Exercise goal: The number of lines holding the string "candidate" is all that is wanted; count them in the records below.

The records:

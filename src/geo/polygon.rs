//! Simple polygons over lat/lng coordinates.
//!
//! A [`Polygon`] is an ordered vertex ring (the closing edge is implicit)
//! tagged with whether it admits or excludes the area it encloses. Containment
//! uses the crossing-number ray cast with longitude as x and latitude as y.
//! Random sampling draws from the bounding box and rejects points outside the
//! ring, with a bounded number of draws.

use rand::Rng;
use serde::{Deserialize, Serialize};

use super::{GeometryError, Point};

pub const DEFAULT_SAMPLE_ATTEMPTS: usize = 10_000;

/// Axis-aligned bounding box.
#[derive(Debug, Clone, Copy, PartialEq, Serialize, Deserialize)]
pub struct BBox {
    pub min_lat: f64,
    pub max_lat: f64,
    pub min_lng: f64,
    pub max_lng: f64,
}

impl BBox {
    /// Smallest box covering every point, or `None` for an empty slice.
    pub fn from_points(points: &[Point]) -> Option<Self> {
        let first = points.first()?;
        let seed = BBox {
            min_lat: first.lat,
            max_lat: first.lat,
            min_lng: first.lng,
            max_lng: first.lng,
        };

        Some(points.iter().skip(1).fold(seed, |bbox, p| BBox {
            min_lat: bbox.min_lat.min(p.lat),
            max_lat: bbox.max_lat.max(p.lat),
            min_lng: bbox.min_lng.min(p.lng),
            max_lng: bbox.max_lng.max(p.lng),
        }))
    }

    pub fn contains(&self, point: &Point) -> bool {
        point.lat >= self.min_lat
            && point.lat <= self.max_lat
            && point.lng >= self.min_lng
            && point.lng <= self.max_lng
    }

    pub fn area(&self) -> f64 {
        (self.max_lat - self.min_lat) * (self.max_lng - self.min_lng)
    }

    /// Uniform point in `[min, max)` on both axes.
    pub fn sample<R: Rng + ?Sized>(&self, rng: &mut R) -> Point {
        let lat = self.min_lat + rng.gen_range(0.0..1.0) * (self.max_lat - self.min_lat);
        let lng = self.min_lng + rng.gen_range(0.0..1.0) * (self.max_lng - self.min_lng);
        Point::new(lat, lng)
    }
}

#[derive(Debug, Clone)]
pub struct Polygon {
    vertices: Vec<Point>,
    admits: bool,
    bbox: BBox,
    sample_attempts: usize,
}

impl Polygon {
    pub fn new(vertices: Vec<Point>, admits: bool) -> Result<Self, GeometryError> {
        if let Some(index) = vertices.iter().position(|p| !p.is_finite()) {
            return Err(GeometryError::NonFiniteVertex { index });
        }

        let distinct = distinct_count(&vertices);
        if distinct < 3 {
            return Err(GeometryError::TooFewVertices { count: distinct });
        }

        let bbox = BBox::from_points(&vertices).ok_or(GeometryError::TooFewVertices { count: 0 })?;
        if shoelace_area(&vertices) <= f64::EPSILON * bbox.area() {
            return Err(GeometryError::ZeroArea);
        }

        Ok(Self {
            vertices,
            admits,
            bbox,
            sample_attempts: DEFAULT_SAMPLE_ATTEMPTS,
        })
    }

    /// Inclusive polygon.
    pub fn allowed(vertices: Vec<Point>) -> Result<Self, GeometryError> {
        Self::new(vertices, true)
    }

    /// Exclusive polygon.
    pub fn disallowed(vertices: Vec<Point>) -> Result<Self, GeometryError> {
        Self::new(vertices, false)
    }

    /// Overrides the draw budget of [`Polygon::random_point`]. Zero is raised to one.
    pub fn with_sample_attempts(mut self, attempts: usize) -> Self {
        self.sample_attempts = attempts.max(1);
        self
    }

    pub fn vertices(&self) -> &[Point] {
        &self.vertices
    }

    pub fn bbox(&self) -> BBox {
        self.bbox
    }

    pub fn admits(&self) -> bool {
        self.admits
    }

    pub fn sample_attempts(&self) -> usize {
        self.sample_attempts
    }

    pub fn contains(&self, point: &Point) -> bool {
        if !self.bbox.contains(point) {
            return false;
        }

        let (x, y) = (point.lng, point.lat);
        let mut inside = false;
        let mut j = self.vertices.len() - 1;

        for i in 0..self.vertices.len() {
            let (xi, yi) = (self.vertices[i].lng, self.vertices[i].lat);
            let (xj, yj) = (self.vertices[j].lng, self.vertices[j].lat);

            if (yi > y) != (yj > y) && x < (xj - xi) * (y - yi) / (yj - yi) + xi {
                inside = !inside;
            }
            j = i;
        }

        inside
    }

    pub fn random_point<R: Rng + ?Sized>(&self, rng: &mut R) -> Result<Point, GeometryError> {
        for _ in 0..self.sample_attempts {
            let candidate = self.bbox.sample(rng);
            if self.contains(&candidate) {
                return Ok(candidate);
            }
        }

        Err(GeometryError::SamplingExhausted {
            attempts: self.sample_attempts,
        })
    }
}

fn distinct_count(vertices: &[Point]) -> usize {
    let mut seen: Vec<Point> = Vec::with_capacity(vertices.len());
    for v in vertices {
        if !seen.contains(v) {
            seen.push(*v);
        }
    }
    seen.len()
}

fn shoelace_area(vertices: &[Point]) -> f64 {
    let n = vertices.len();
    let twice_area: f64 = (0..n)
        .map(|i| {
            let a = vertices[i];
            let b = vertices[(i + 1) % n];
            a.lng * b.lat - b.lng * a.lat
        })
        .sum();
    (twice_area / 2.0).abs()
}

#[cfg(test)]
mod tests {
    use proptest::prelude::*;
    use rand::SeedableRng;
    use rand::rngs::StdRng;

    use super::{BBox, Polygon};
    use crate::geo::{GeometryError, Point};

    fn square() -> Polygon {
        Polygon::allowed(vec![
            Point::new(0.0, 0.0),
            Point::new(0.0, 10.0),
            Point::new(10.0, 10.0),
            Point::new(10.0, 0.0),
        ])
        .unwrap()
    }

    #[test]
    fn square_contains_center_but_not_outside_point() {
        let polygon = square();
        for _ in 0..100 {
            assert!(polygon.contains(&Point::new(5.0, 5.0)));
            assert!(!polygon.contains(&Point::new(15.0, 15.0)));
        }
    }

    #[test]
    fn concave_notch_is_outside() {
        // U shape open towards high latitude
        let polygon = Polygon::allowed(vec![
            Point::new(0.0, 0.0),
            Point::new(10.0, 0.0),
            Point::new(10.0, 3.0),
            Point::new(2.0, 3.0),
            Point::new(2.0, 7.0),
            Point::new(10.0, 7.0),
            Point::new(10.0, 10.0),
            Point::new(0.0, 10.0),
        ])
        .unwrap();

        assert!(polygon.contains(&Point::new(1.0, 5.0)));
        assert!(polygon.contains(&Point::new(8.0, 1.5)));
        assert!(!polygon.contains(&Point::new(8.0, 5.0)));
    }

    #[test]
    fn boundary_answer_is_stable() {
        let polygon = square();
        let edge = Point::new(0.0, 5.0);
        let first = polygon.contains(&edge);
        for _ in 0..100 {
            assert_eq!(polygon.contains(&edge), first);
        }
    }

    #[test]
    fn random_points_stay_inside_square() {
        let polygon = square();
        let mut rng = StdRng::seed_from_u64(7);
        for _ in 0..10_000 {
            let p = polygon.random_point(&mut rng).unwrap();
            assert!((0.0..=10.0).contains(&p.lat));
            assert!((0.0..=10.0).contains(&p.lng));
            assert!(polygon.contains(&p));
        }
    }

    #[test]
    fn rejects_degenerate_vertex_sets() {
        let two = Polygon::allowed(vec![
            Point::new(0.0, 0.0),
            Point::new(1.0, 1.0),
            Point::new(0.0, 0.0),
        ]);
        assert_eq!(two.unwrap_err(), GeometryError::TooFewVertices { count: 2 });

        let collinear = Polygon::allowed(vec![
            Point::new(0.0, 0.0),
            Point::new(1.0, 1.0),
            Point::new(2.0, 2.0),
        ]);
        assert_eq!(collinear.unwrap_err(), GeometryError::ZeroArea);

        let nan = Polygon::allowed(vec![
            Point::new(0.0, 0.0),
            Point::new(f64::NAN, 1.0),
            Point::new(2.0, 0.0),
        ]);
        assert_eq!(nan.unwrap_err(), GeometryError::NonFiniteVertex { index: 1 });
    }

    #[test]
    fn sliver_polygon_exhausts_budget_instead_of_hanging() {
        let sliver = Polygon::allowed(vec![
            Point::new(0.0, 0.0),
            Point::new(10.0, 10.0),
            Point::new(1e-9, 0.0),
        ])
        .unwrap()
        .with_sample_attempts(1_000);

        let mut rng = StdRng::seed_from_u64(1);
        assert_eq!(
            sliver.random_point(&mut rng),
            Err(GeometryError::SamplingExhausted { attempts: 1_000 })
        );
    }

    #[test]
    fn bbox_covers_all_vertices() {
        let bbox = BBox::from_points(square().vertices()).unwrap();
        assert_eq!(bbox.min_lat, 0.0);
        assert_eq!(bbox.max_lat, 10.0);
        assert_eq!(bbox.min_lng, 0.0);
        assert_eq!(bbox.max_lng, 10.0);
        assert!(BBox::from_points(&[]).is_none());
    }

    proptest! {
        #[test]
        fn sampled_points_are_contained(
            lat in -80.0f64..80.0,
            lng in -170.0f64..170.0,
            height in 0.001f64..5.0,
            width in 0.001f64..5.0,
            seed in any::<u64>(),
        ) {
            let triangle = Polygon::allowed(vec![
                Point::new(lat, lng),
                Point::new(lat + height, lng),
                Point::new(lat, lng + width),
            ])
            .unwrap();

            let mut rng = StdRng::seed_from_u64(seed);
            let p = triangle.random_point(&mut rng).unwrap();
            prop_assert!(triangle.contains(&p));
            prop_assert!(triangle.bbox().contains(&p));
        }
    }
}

Your solution: 3